--- Records to use ---

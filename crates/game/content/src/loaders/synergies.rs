//! Synergy table loader.
//!
//! The synergy table is exported from an external tabular source, so every
//! cell arrives as a string. Conversion into domain types is lenient on a
//! per-cell basis: a cell that fails to parse is logged and replaced with
//! its safe default (0 for thresholds, 0.0 for percentages, an empty map
//! for the special payload) so that one bad row weakens itself instead of
//! aborting startup. Only a file-level read or parse failure is an error.

use std::path::Path;
use std::str::FromStr;

use serde::{Deserialize, Serialize};
use synergy_core::{SpecialMap, Synergy, SynergyCatalog, SynergyCondition, SynergyEffect};

use crate::loaders::{LoadResult, read_file};

/// Synergy table structure for RON files.
///
/// Rows keep their file order; the catalog preserves it for display.
#[derive(Debug, Clone, Serialize, Deserialize)]
pub struct SynergyTable {
    pub rows: Vec<SynergyRow>,
}

/// One row of the synergy table, cells still raw.
///
/// Every column except `name` may be omitted and defaults to the empty
/// string, which converts to the column's safe default.
#[derive(Debug, Clone, Default, Serialize, Deserialize)]
#[serde(default)]
pub struct SynergyRow {
    pub name: String,
    pub tier: String,

    // Activation thresholds
    pub str_min: String,
    pub int_min: String,
    pub dex_min: String,
    pub vit_min: String,
    pub luk_min: String,
    pub all_min: String,

    // Effect channels
    pub hp_pct: String,
    pub phys_atk_pct: String,
    pub magic_atk_pct: String,
    pub phys_dmg_pct: String,
    pub magic_dmg_pct: String,
    pub defense_pct: String,
    pub accuracy_pct: String,
    pub evasion_pct: String,
    pub crit_rate_pct: String,
    pub crit_dmg_pct: String,
    pub armor_pen_pct: String,
    pub dmg_taken_pct: String,
    pub drop_rate_pct: String,
    pub lifesteal_pct: String,
    pub speed: String,

    pub description: String,
    /// JSON object, e.g. `{"boss_damage_mult": 1.5}`.
    pub special: String,
}

impl SynergyRow {
    /// Convert the raw row into a domain synergy, cell by cell.
    fn into_synergy(self) -> Synergy {
        let condition = SynergyCondition {
            str_min: parse_cell(&self.str_min, "str_min", &self.name),
            int_min: parse_cell(&self.int_min, "int_min", &self.name),
            dex_min: parse_cell(&self.dex_min, "dex_min", &self.name),
            vit_min: parse_cell(&self.vit_min, "vit_min", &self.name),
            luk_min: parse_cell(&self.luk_min, "luk_min", &self.name),
            all_min: parse_cell(&self.all_min, "all_min", &self.name),
        };

        let effect = SynergyEffect {
            hp_pct: parse_cell(&self.hp_pct, "hp_pct", &self.name),
            phys_atk_pct: parse_cell(&self.phys_atk_pct, "phys_atk_pct", &self.name),
            magic_atk_pct: parse_cell(&self.magic_atk_pct, "magic_atk_pct", &self.name),
            phys_dmg_pct: parse_cell(&self.phys_dmg_pct, "phys_dmg_pct", &self.name),
            magic_dmg_pct: parse_cell(&self.magic_dmg_pct, "magic_dmg_pct", &self.name),
            defense_pct: parse_cell(&self.defense_pct, "defense_pct", &self.name),
            accuracy_pct: parse_cell(&self.accuracy_pct, "accuracy_pct", &self.name),
            evasion_pct: parse_cell(&self.evasion_pct, "evasion_pct", &self.name),
            crit_rate_pct: parse_cell(&self.crit_rate_pct, "crit_rate_pct", &self.name),
            crit_dmg_pct: parse_cell(&self.crit_dmg_pct, "crit_dmg_pct", &self.name),
            armor_pen_pct: parse_cell(&self.armor_pen_pct, "armor_pen_pct", &self.name),
            dmg_taken_pct: parse_cell(&self.dmg_taken_pct, "dmg_taken_pct", &self.name),
            drop_rate_pct: parse_cell(&self.drop_rate_pct, "drop_rate_pct", &self.name),
            lifesteal_pct: parse_cell(&self.lifesteal_pct, "lifesteal_pct", &self.name),
            speed: parse_cell(&self.speed, "speed", &self.name),
            description: self.description,
            special: parse_special(&self.special, &self.name),
        };

        // Tier is display-only and 1-based; 0 is not a tier.
        let tier = match parse_cell::<u8>(&self.tier, "tier", &self.name) {
            0 => 1,
            tier => tier,
        };

        Synergy {
            name: self.name,
            tier,
            condition,
            effect,
        }
    }
}

/// Parse one numeric cell, falling back to the type's default.
fn parse_cell<T: FromStr + Default>(raw: &str, column: &'static str, row: &str) -> T {
    let trimmed = raw.trim();
    if trimmed.is_empty() {
        return T::default();
    }

    match trimmed.parse() {
        Ok(value) => value,
        Err(_) => {
            tracing::warn!(
                target: "content::synergies",
                row,
                column,
                value = raw,
                "unparsable cell, using default"
            );
            T::default()
        }
    }
}

/// Parse the free-form special column (a JSON object) into a [`SpecialMap`].
fn parse_special(raw: &str, row: &str) -> SpecialMap {
    let trimmed = raw.trim();
    if trimmed.is_empty() {
        return SpecialMap::new();
    }

    match serde_json::from_str(trimmed) {
        Ok(map) => map,
        Err(error) => {
            tracing::warn!(
                target: "content::synergies",
                row,
                %error,
                "unparsable special payload, using empty map"
            );
            SpecialMap::new()
        }
    }
}

/// Loader for the synergy catalog from RON table files.
pub struct SynergyLoader;

impl SynergyLoader {
    /// Load the synergy catalog from a RON file.
    ///
    /// # Arguments
    ///
    /// * `path` - Path to the RON file containing a SynergyTable
    ///
    /// # Returns
    ///
    /// Returns the immutable SynergyCatalog, row order preserved.
    pub fn load(path: &Path) -> LoadResult<SynergyCatalog> {
        let content = read_file(path)?;
        Self::from_table_str(&content)
    }

    /// Parse a synergy table from RON source.
    pub fn from_table_str(content: &str) -> LoadResult<SynergyCatalog> {
        let table: SynergyTable = ron::from_str(content)
            .map_err(|e| anyhow::anyhow!("Failed to parse synergy table RON: {}", e))?;

        let entries = table
            .rows
            .into_iter()
            .map(SynergyRow::into_synergy)
            .collect();

        Ok(SynergyCatalog::new(entries))
    }
}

---

**Work order**
Quote the records above from their first line through the line containing "and replaced with", both ends included.

**Result**
filename crates/game/content/src/loaders/synergies.rs
//! Synergy table loader.
//!
//! The synergy table is exported from an external tabular source, so every
//! cell arrives as a string. Conversion into domain types is lenient on a
//! per-cell basis: a cell that fails to parse is logged and replaced with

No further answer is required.